力を動物に例えるならば?
バブみ道日丿宮組
お題:見憶えのあるゴリラ 制限時間:15分
力を動物に例えるならば?
駅前で人が吹き飛ぶのが見えた。
「あぁ……」
いつかはやるんじゃないかと思って人物がその中心で暴れてた。
うん、彼女だ。
「どうしてこんなことに?」
「あ、あぁ、なんかセクハラされたからっていう話だけど……」
過剰防衛過ぎないかと口を濁らせたのは、彼女がこちらを向いて接近したせいだな。
「暴力はいけないって言っただろ?」
「おしり触られたら怒らない女子はいないの!」
やれやれ……やっかいな親戚を預かったものだ。
「何はともあれ、この場から撤収するぞ」
ちょっとと戸惑う彼女の手を引っ張り、家へUターン。
大学にいこうとしたが、今日はいけないかもしれない。
「さて、とりあえずお前の学校には熱で休むと連絡したからな」
ぶつぶつ言ってた彼女であるが、家に帰り制服から私服に着替えるとだいぶおとなしくなった。外でもこんなふうにお淑やかでいてくれれば……問題解決なんだがね。
「あ、ありがとう」
「腕力は父親譲りだな。少しは自重ってことを覚えなきゃ死人がでるぞ」
と頭を軽くつつく。
「わ、わかってる。け、けど、お兄さんだって、私が違う人に触られたらいい想いはしないでしょ?」
「まぁ……身内がへんな男に追い掛け回されるのは嫌かな」
どこか嬉しそうに顔を赤らめる彼女だが、返答を何か間違えたか?
「しかし、この奇妙な同棲もバレたらまずいからな。カバーできる範囲で……いや暴れないでくれよ」
「うん……」
はぁ……ワールドチャンピオンのボクサーである彼女の父親は今や世界で有名。ワンパンKOできない相手はいないと畏怖される人物でもある。
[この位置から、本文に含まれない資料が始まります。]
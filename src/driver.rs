//! Driver spawns and manages the live feed task

use std::fmt;
use std::sync::Arc;

use serde::{Deserialize, Serialize};
use tokio::sync::watch;
use tokio::task::JoinHandle;
use tokio_util::sync::CancellationToken;
use tracing::{debug, error, info, trace, warn};

use crate::TimingError;
use crate::config::ReconnectPolicy;
use crate::provider::Provider;
use crate::schema::Session;

/// Lifecycle of a live feed as seen by a view.
#[derive(Debug, Clone, PartialEq, Eq, Serialize, Deserialize)]
#[cfg_attr(feature = "tauri", derive(specta::Type))]
pub enum FeedState {
    /// Opening the feed for the first time
    Connecting,
    /// Feed is open; snapshots flow
    Live,
    /// Waiting to re-open after a failure
    Reconnecting { attempt: u32, last_error: String },
    /// Gave up; the message is shown to the user
    Failed(String),
    /// Server ended the feed, or the view was torn down
    Closed,
}

impl FeedState {
    /// Whether the driver task has stopped for good.
    pub fn is_terminal(&self) -> bool {
        matches!(self, FeedState::Failed(_) | FeedState::Closed)
    }
}

impl fmt::Display for FeedState {
    fn fmt(&self, f: &mut fmt::Formatter<'_>) -> fmt::Result {
        match self {
            FeedState::Connecting => f.write_str("Connecting"),
            FeedState::Live => f.write_str("Live"),
            FeedState::Reconnecting { attempt, last_error } => {
                write!(f, "Reconnecting (attempt {}): {}", attempt, last_error)
            }
            FeedState::Failed(message) => write!(f, "Error: {}", message),
            FeedState::Closed => f.write_str("Closed"),
        }
    }
}

/// Result of spawning the driver task
pub struct DriverChannels {
    /// Latest snapshot; each message replaces the slot wholesale
    pub snapshots: watch::Receiver<Option<Arc<Session>>>,
    /// Feed lifecycle
    pub state: watch::Receiver<FeedState>,
    /// Cancellation token for teardown
    pub cancel: CancellationToken,
    /// Handle to the task, joined on explicit close
    pub task: JoinHandle<()>,
}

/// What to do after a failure.
enum Recovery {
    Retry,
    Stop,
}

/// Driver spawns and manages the feed task
///
/// The task owns the provider. It connects, forwards snapshots into a
/// single-slot watch channel, and reconnects according to a
/// [`ReconnectPolicy`]. The provider is closed before the task exits.
pub struct Driver;

impl Driver {
    /// Spawn the feed task for the given provider
    pub fn spawn<P>(provider: P, policy: ReconnectPolicy) -> DriverChannels
    where
        P: Provider,
    {
        let (snapshot_tx, snapshot_rx) = watch::channel(None);
        let (state_tx, state_rx) = watch::channel(FeedState::Connecting);
        let cancel = CancellationToken::new();

        let cancel_task = cancel.clone();
        let task = tokio::spawn(async move {
            Self::feed_task(provider, policy, snapshot_tx, state_tx, cancel_task).await;
        });

        DriverChannels { snapshots: snapshot_rx, state: state_rx, cancel, task }
    }

    async fn feed_task<P>(
        mut provider: P,
        policy: ReconnectPolicy,
        snapshot_tx: watch::Sender<Option<Arc<Session>>>,
        state_tx: watch::Sender<FeedState>,
        cancel: CancellationToken,
    ) where
        P: Provider,
    {
        let description = provider.describe();
        info!("Feed task started: {}", description);
        let mut snapshot_count = 0u64;
        let mut failures = 0u32;

        'feed: loop {
            let connected = tokio::select! {
                _ = cancel.cancelled() => {
                    info!("Feed cancelled while connecting");
                    break 'feed;
                }
                result = provider.connect() => result,
            };

            if let Err(e) = connected {
                failures += 1;
                match Self::recover(&mut provider, &policy, failures, e, &state_tx, &cancel).await {
                    Recovery::Retry => continue 'feed,
                    Recovery::Stop => break 'feed,
                }
            }
            state_tx.send_replace(FeedState::Live);

            loop {
                let result = tokio::select! {
                    _ = cancel.cancelled() => {
                        info!("Feed cancelled");
                        break 'feed;
                    }
                    result = provider.next_snapshot() => result,
                };

                match result {
                    Ok(Some(session)) => {
                        snapshot_count += 1;
                        failures = 0;
                        trace!(
                            "Snapshot {}: session={}, participants={}",
                            snapshot_count,
                            session.id,
                            session.participants.len()
                        );

                        if snapshot_tx.send(Some(Arc::new(session))).is_err() {
                            debug!("Snapshot receivers dropped, shutting down");
                            break 'feed;
                        }
                        if *state_tx.borrow() != FeedState::Live {
                            state_tx.send_replace(FeedState::Live);
                        }
                    }
                    Ok(None) => {
                        info!("Feed ended after {} snapshots", snapshot_count);
                        break 'feed;
                    }
                    Err(e) => {
                        failures += 1;
                        error!("Feed error ({}/{}): {}", failures, policy.max_attempts, e);
                        match Self::recover(&mut provider, &policy, failures, e, &state_tx, &cancel)
                            .await
                        {
                            Recovery::Retry => continue 'feed,
                            Recovery::Stop => break 'feed,
                        }
                    }
                }
            }
        }

        provider.close().await;
        state_tx.send_if_modified(|state| {
            if matches!(state, FeedState::Failed(_)) {
                return false;
            }
            *state = FeedState::Closed;
            true
        });
        info!("Feed task ended (received {} snapshots)", snapshot_count);
    }

    /// Decide whether to reconnect after the `failures`-th consecutive error,
    /// sleeping for the backoff delay when retrying.
    async fn recover<P: Provider>(
        provider: &mut P,
        policy: &ReconnectPolicy,
        failures: u32,
        error: TimingError,
        state_tx: &watch::Sender<FeedState>,
        cancel: &CancellationToken,
    ) -> Recovery {
        provider.close().await;

        let delay = if error.is_retryable() { policy.delay_for(failures) } else { None };
        let Some(delay) = delay else {
            warn!("Giving up on feed: {}", error);
            state_tx.send_replace(FeedState::Failed(error.to_string()));
            return Recovery::Stop;
        };

        info!(attempt = failures, delay = ?delay, "Reconnecting after error: {}", error);
        state_tx.send_replace(FeedState::Reconnecting {
            attempt: failures,
            last_error: error.to_string(),
        });

        tokio::select! {
            _ = cancel.cancelled() => Recovery::Stop,
            _ = tokio::time::sleep(delay) => Recovery::Retry,
        }
    }
}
そんな父親に育てられたからか、彼女もゴリラのような破壊力を持つ拳を持つ。小さい頃に殴られた記憶があるが……あれはとても小学生が打てるパンチではなかったな。骨が折れる経験はあの時がはじめてだ。
「今日は大人しく家で反省しておくこと、いいな?」
「う、うん、え、え、お兄さん、学校行っちゃうの?」
「そりゃ大学は高校と違って、カリキュラム制だからな。1つ休んだとして他を休まなきゃ問題ない」
なぜ不満そうに頬を膨らませる。
「なるべくはやく帰るから待て。話題になる原因もついでに取り除いてくるからさ」
「ごめんなさい……」
自分がしたことの重大さを思い出したのかしゅんとなった。
こっちが悪い気分になったので、
「冷蔵庫にプリン買ってあるから、勝手に食べていいからな」
ぱぁと花が咲くみたいに笑みを浮かべるのだから、女性というのはよくわからない。
「じゃぁ、いってくる」
玄関までついてくると扉が閉まるまで彼女は手を振ってくれた。
「……ふぅ」
大学のつてを使ってまずはマスゴミにつながる情報を削除してもらうか。あとは警察か。これもつてでもみ消そう。
なに親戚にゴリラがいるように、こちらにも牙が鋭いサーベルタイガーがいるんでね。利用するものは利用させてもらうよ。
全ては俺が大学生活を無事に送れるようにな。